Die staatliche Seuchenpolitik als Versuchsfeld „Corona“ hat den Trend zur Privatisierung staatlicher Aufgaben und Kompetenzen beschleunigt. Wenn wir uns an die Diskussion um eine Impfpflicht erinnern: Sie ist unter anderem durch das Hausrecht für Unternehmen und Institutionen durchgesetzt worden, d.h.,
ein Recht, gegen das kein gerichtlicher Einspruch vorgesehen ist. Nicht einmal das Diskriminierungsverbot sollte in diesem Fall greifen. Statt dass der Staat Anordnungen erlässt und für seine Entscheidungen die Verantwortung trägt, und statt einer juristischen Legitimation greift in diesem Fall eine Legitimation durch das „gesunde Volksempfinden“/eine mediale Legitimation durch einen vermeintlichen gesellschaftlichen Konsens. Die Auslagerung von sozialen Aufgaben des Staates an Projektträger, die punktuell „Solidarität mit den Schwachen“ organisieren sollen (wie etwa die Unterstützung von

Migrantencommunities“, die durch die Coronamaßnahmen besonders getroffen waren) entfaltet ihre Wirkung auch durch die Zusammenarbeit mit privaten und (halb-) öffentlichen Stiftungen: Die Projektträger werden vom Staat ins Leben gerufen und müssen ihre alltägliche Arbeit durch die Einwerbung von Kooperationspartnern und -geldern immer wieder auf’s Neue organisieren. Die befristet Beschäftigten müssen die Fortführung ihrer Arbeitsverhältnisse selbst organisieren. Sie stehen unter dem Druck, ihre Arbeit immer wieder bei den Geldgebern zu legitimieren, indem sie ihre Ziele denen der Stiftungen

anpassen. So müssen „Berater gegen Rechtsextremismus“ (o.ä.) immer wieder neue „Rechtsextreme“ oder mindestens „Rechtsoffene“ oder wenigstens
„Verschwörungsideologen“ entdecken und in die Öffentlichkeit zerren, um ihre Arbeit und damit ihren Lohn zu erhalten. So entsteht eine Eigendynamik, die immer abstrusere Formen annimmt. Das o.g. „Mobile Beratungsteam“ bspw. zählt die auf Hauswände gesprühten „Z‘s“ in einzelnen Stadtteilen, um die Gefahr eines russischen Einflusses in der Gesellschaft zu belegen… In dem gleichen Irrsinn funktioniert heute der universitäre oder der Medienbereich.

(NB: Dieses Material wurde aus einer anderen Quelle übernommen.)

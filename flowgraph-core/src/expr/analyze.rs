//! Static analysis of scripts: which variables must be supplied from outside
//! (the operator's inlets), and renaming of those variables.

use std::collections::{HashMap, HashSet};

use super::ast::{Expr, Stmt};

/// Variables read before being assigned, unique, in order of first read.
pub(crate) fn unbound_variables(statements: &[Stmt]) -> Vec<String> {
    let mut assigned: HashSet<&str> = HashSet::new();
    let mut seen: HashSet<&str> = HashSet::new();
    let mut unbound = Vec::new();

    for stmt in statements {
        match stmt {
            Stmt::Assign { name, value } => {
                collect_reads(value, &assigned, &mut seen, &mut unbound);
                assigned.insert(name);
            }
            Stmt::Expr(expr) => collect_reads(expr, &assigned, &mut seen, &mut unbound),
        }
    }
    unbound
}

fn collect_reads<'a>(
    expr: &'a Expr,
    assigned: &HashSet<&'a str>,
    seen: &mut HashSet<&'a str>,
    unbound: &mut Vec<String>,
) {
    match expr {
        Expr::Number(_) => {}
        Expr::Variable(name) => {
            if !assigned.contains(name.as_str()) && seen.insert(name) {
                unbound.push(name.clone());
            }
        }
        Expr::Unary { operand, .. } => collect_reads(operand, assigned, seen, unbound),
        Expr::Binary { lhs, rhs, .. } => {
            collect_reads(lhs, assigned, seen, unbound);
            collect_reads(rhs, assigned, seen, unbound);
        }
        Expr::Call { args, .. } => {
            for arg in args {
                collect_reads(arg, assigned, seen, unbound);
            }
        }
    }
}

/// Rewrite reads of unbound variables according to `renames`.
///
/// Reads of script locals are left alone, even when a local shares its name
/// with a renamed variable, as long as the read happens after the local was
/// assigned.
pub(crate) fn rename_unbound(statements: &[Stmt], renames: &HashMap<String, String>) -> Vec<Stmt> {
    let mut assigned: HashSet<String> = HashSet::new();
    let mut out = Vec::with_capacity(statements.len());

    for stmt in statements {
        match stmt {
            Stmt::Assign { name, value } => {
                let value = rename_reads(value, &assigned, renames);
                assigned.insert(name.clone());
                out.push(Stmt::Assign {
                    name: name.clone(),
                    value,
                });
            }
            Stmt::Expr(expr) => out.push(Stmt::Expr(rename_reads(expr, &assigned, renames))),
        }
    }
    out
}

fn rename_reads(expr: &Expr, assigned: &HashSet<String>, renames: &HashMap<String, String>) -> Expr {
    match expr {
        Expr::Number(value) => Expr::Number(*value),
        Expr::Variable(name) => {
            let renamed = if assigned.contains(name) {
                None
            } else {
                renames.get(name)
            };
            Expr::Variable(renamed.unwrap_or(name).clone())
        }
        Expr::Unary { op, operand } => Expr::Unary {
            op: *op,
            operand: Box::new(rename_reads(operand, assigned, renames)),
        },
        Expr::Binary { op, lhs, rhs } => Expr::Binary {
            op: *op,
            lhs: Box::new(rename_reads(lhs, assigned, renames)),
            rhs: Box::new(rename_reads(rhs, assigned, renames)),
        },
        Expr::Call { function, args } => Expr::Call {
            function: function.clone(),
            args: args
                .iter()
                .map(|arg| rename_reads(arg, assigned, renames))
                .collect(),
        },
    }
}

#[cfg(test)]
mod tests {
    use super::*;
    use crate::expr::parser::parse_script;

    fn unbound(source: &str) -> Vec<String> {
        unbound_variables(&parse_script(source).unwrap())
    }

    #[test]
    fn unbound_in_order_of_first_read() {
        assert_eq!(unbound("b + a * b"), vec!["b", "a"]);
    }

    #[test]
    fn function_names_are_not_variables() {
        assert_eq!(unbound("max(x, y)"), vec!["x", "y"]);
    }

    #[test]
    fn assigned_locals_are_bound() {
        assert_eq!(unbound("t = a * 2; t + b"), vec!["a", "b"]);
    }

    #[test]
    fn read_before_assignment_is_unbound() {
        assert_eq!(unbound("y = x; x = 2; x + y"), vec!["x"]);
    }

    #[test]
    fn self_referencing_assignment_reads_the_inlet() {
        assert_eq!(unbound("a = a + 1; a"), vec!["a"]);
    }

    #[test]
    fn rename_touches_only_unbound_reads() {
        let statements = parse_script("a = a + b; a * b").unwrap();
        let renames = HashMap::from([
            ("a".to_string(), "x".to_string()),
            ("b".to_string(), "y".to_string()),
        ]);
        let renamed = rename_unbound(&statements, &renames);
        let text: Vec<String> = renamed.iter().map(ToString::to_string).collect();
        assert_eq!(text, vec!["a = x + y", "a * y"]);
    }
}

Solange die prekär beschäftigten Projektangestellten in Medien, Unis, Institutionen, sozialen Trägern usw. diese Strukturen nicht benennen und dagegen kämpfen, müssen sie das Spiel mitspielen. Statt zu benennen, dass sie auf Geheiß ihrer Brötchengeber denken und handeln, versehen sie diese ihre Arbeit noch mit dem Glanz der „Wissenschaft“ („follow the science“) oder einer alternativlosen moralischen oder sachlichen Logik („Wir sind die Solidarischen!“). Margaret Thatcher lässt grüßen: „There Is No Alternative“, kurz „TINA“. Angela Merkel nannte es „marktkonforme Demokratie“ und das grüne Mittelstandsmilieu „postdemokratische Gesellschaft“. Die unsichtbare Leine, an der man geht, ist manchmal weiter, manchmal enger gespannt; sie ist als Managementtechnik auch darauf angewiesen, dass manchmal geruckelt wird, um daraus neue Herrschaftstechniken entwickeln zu können.

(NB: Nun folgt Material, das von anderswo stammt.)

#[cfg(test)]
mod tests {
    use super::*;

    fn single(source: &str) -> Expr {
        let mut statements = parse_script(source).unwrap();
        assert_eq!(statements.len(), 1);
        match statements.pop().unwrap() {
            Stmt::Expr(expr) => expr,
            other => panic!("expected expression, got {other:?}"),
        }
    }

    #[test]
    fn parses_with_precedence() {
        assert_eq!(single("a + b * c").to_string(), "a + b * c");
        assert_eq!(single("(a + b) * c").to_string(), "(a + b) * c");
        assert_eq!(single("a - b - c").to_string(), "a - b - c");
        assert_eq!(single("2 ^ 3 ^ 2").to_string(), "2 ^ 3 ^ 2");
        assert_eq!(single("-x ^ 2").to_string(), "-x ^ 2");
        assert_eq!(single("a < b + 1").to_string(), "a < b + 1");
    }

    #[test]
    fn power_is_right_associative() {
        match single("2 ^ 3 ^ 2") {
            Expr::Binary { op, rhs, .. } => {
                assert_eq!(op, BinaryOp::Pow);
                assert!(matches!(*rhs, Expr::Binary { op: BinaryOp::Pow, .. }));
            }
            other => panic!("unexpected tree {other:?}"),
        }
    }

    #[test]
    fn parses_calls_and_numbers() {
        assert_eq!(
            single("max(a, 2.5, 1e3)"),
            Expr::Call {
                function: "max".to_string(),
                args: vec![
                    Expr::Variable("a".to_string()),
                    Expr::Number(2.5),
                    Expr::Number(1000.0),
                ],
            }
        );
        assert_eq!(single("f()").to_string(), "f()");
    }

    #[test]
    fn parses_assignments_and_separators() {
        let statements = parse_script("x = a + 1; y = x * 2\n# comment\ny - 1").unwrap();
        assert_eq!(statements.len(), 3);
        assert!(matches!(&statements[0], Stmt::Assign { name, .. } if name == "x"));
        assert!(matches!(&statements[2], Stmt::Expr(_)));
    }

    #[test]
    fn rejects_trailing_assignment() {
        let err = parse_script("x = 1").unwrap_err();
        assert!(matches!(err, ExprError::Parse { .. }));
    }

    #[test]
    fn rejects_empty_script() {
        assert!(parse_script("  \n ; ").is_err());
    }

    #[test]
    fn reports_position_of_unexpected_token() {
        match parse_script("a + * b").unwrap_err() {
            ExprError::Parse { position, message } => {
                assert_eq!(position, 4);
                assert!(message.contains("`*`"), "{message}");
            }
            other => panic!("unexpected error {other:?}"),
        }
    }

    #[test]
    fn rejects_unknown_characters_and_unbalanced_parens() {
        assert!(parse_script("a $ b").is_err());
        assert!(parse_script("(a + b").is_err());
        assert!(parse_script("a + b)").is_err());
    }

    #[test]
    fn rejects_out_of_range_literals() {
        assert!(parse_script("1e999").is_err());
    }

    #[test]
    fn rejects_excessive_nesting() {
        let source = format!("{}1{}", "(".repeat(MAX_DEPTH + 1), ")".repeat(MAX_DEPTH + 1));
        assert!(parse_script(&source).is_err());
    }

    #[test]
    fn rejects_long_operator_chains() {
        let source = vec!["1"; 30_000].join("+");
        assert!(matches!(parse_script(&source), Err(ExprError::Parse { .. })));

        let mixed = vec!["x"; 30_000].join(" * 2 - ");
        assert!(matches!(parse_script(&mixed), Err(ExprError::Parse { .. })));
    }

    #[test]
    fn accepts_chains_within_the_limit() {
        let source = vec!["1"; MAX_DEPTH].join("+");
        assert_eq!(parse_script(&source).unwrap().len(), 1);

        let nested = format!("({}) + 1", vec!["1"; MAX_DEPTH].join("+"));
        assert!(parse_script(&nested).is_err());
    }
}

Begrenzte Konflikte sind erwünscht, solange sie den Herrschaftsmechanismus nicht in Frage stellen. Sie dürfen Widersprüche der Gesellschaft als Verteilungsfragen thematisieren und spezifische Untergruppen in den Vordergrund stellen. NGOs als Lobbyorganisationen für bangladeschische Näherinnen, osteuropäische Trucker, ethnischen Untergruppen usw. sind
erlaubt und werden gefördert. Aber wehe, die Objekte der Fürsorge verhalten sich nicht so, wie erwartet. Als viele Krankenschwestern und Altenpflegerinnen sich der Impfung verweigerten, als osteuropäische Trucker sich nach der russischen Sputnik- nicht auch noch den guten Pfizer-Stoff allein aus Staatsraison heraus injizieren lassen wollten, wurden aus den milden Engeln plötzlich todbringende Monster…

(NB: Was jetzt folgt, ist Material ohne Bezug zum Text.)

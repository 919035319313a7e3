//! Logging setup using `tracing` + `tracing-subscriber`.
//!
//! The library only emits events; hosts that want to see them call
//! [`init_logging`] once at startup. What the crate logs, by target:
//!
//! - `flowgraph_core::graph`: operator and link edits (`debug`)
//! - `flowgraph_core::eval`: evaluations and computed operators (`debug`),
//!   cache hits (`trace`), cycles cut under `use_cached` (`warn`)
//! - `flowgraph_core::traversal`: finished walks (`trace`)
//!
//! Filtering accepts `EnvFilter` directives, so a single module can be
//! turned up, e.g. `flowgraph_core::eval=trace`. Directives come from the
//! argument, then `FLOWGRAPH_LOG`, then default to `info`. Output goes to
//! stderr.

use tracing_subscriber::{fmt, EnvFilter};

/// Environment variable consulted when no directives are passed.
pub const LOG_ENV: &str = "FLOWGRAPH_LOG";

const DEFAULT_DIRECTIVES: &str = "info";

/// Install a global `fmt` subscriber.
///
/// Returns `false` if a global subscriber was already installed, which
/// happens when tests call this repeatedly.
pub fn init_logging(directives: Option<&str>) -> bool {
    let env = std::env::var(LOG_ENV).ok();
    fmt()
        .with_env_filter(filter(directives, env.as_deref()))
        .with_target(true)
        .with_writer(std::io::stderr)
        .try_init()
        .is_ok()
}

/// First of `directives` and `env` that parses, else the default.
fn filter(directives: Option<&str>, env: Option<&str>) -> EnvFilter {
    [directives, env]
        .into_iter()
        .flatten()
        .map(str::trim)
        .filter(|d| !d.is_empty())
        .find_map(|d| EnvFilter::try_new(d).ok())
        .unwrap_or_else(|| EnvFilter::new(DEFAULT_DIRECTIVES))
}

#[cfg(test)]
mod tests {
    use super::*;

    fn shown(filter: EnvFilter) -> String {
        filter.to_string().to_lowercase()
    }

    #[test]
    fn argument_wins_over_environment() {
        let f = filter(Some("flowgraph_core::eval=trace"), Some("warn"));
        assert!(shown(f).contains("flowgraph_core::eval=trace"));
    }

    #[test]
    fn environment_used_without_argument() {
        let f = filter(None, Some("flowgraph_core::graph=debug"));
        assert!(shown(f).contains("flowgraph_core::graph=debug"));
    }

    #[test]
    fn unusable_directives_fall_back() {
        // Not a level, so the directive is rejected.
        let f = filter(Some("flowgraph_core=loud"), Some("  "));
        assert_eq!(shown(f), DEFAULT_DIRECTIVES);
        assert_eq!(shown(filter(None, None)), DEFAULT_DIRECTIVES);
    }

    #[test]
    fn second_init_is_harmless() {
        init_logging(Some("trace"));
        assert!(!init_logging(Some("info")));
    }
}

Wer sich fragt, warum die meisten (west-)ukrainischen „zivilgesellschaftlichen“ Initiativen für Arbeiter, für LGBTQ, für Roma usw. offiziell den Krieg unterstützen, kann die Antwort vielleicht bei ihren Stiftungsherren finden, der Soros- Stiftung, der amerikanischen AFL- Stiftung, dem u.a. von der CIA finanzierte National Endowment for Democracy usw. Die unsichtbare Leine und die Spielräume für Engagement ermöglichen die Einbindung sogar von „Anarchisten“ in die kapitalistischen Herrschaftsmechanismen.
Aber auch von der Seite der „Kunden“ her wirkt der Druck, sich als spezifische Gruppe Gehör zu verschaffen und einen Teil vom Kuchen abzubekommen. Statt an der Einheit als lohnabhängige Klasse zu wirken, zerlegt sich die Gesellschaft in immer mehr Untergruppen, die besondere Aufmerksamkeit verlangen. In verschärfter Form steigert sich der Kampf um Aufmerksamkeit zum „Kulturkampf“, in dem man einen beim Rest der Welt konstatierten „Werteverfall“ entgegentreten müsse: Konservative beklagen einen Verfall traditioneller
Familienwerte, Religiöse einen Verfall christlicher oder islamischer Werte, Rechte einen Verfall völkisch-germanischer oder volkstümlicher Werte, Liberale einen Verfall von Leistungswerten und… Linke wahlweise einen Verfall liberaler Werte und wahlweise einen Verfall der Gemeinsinn-Werte.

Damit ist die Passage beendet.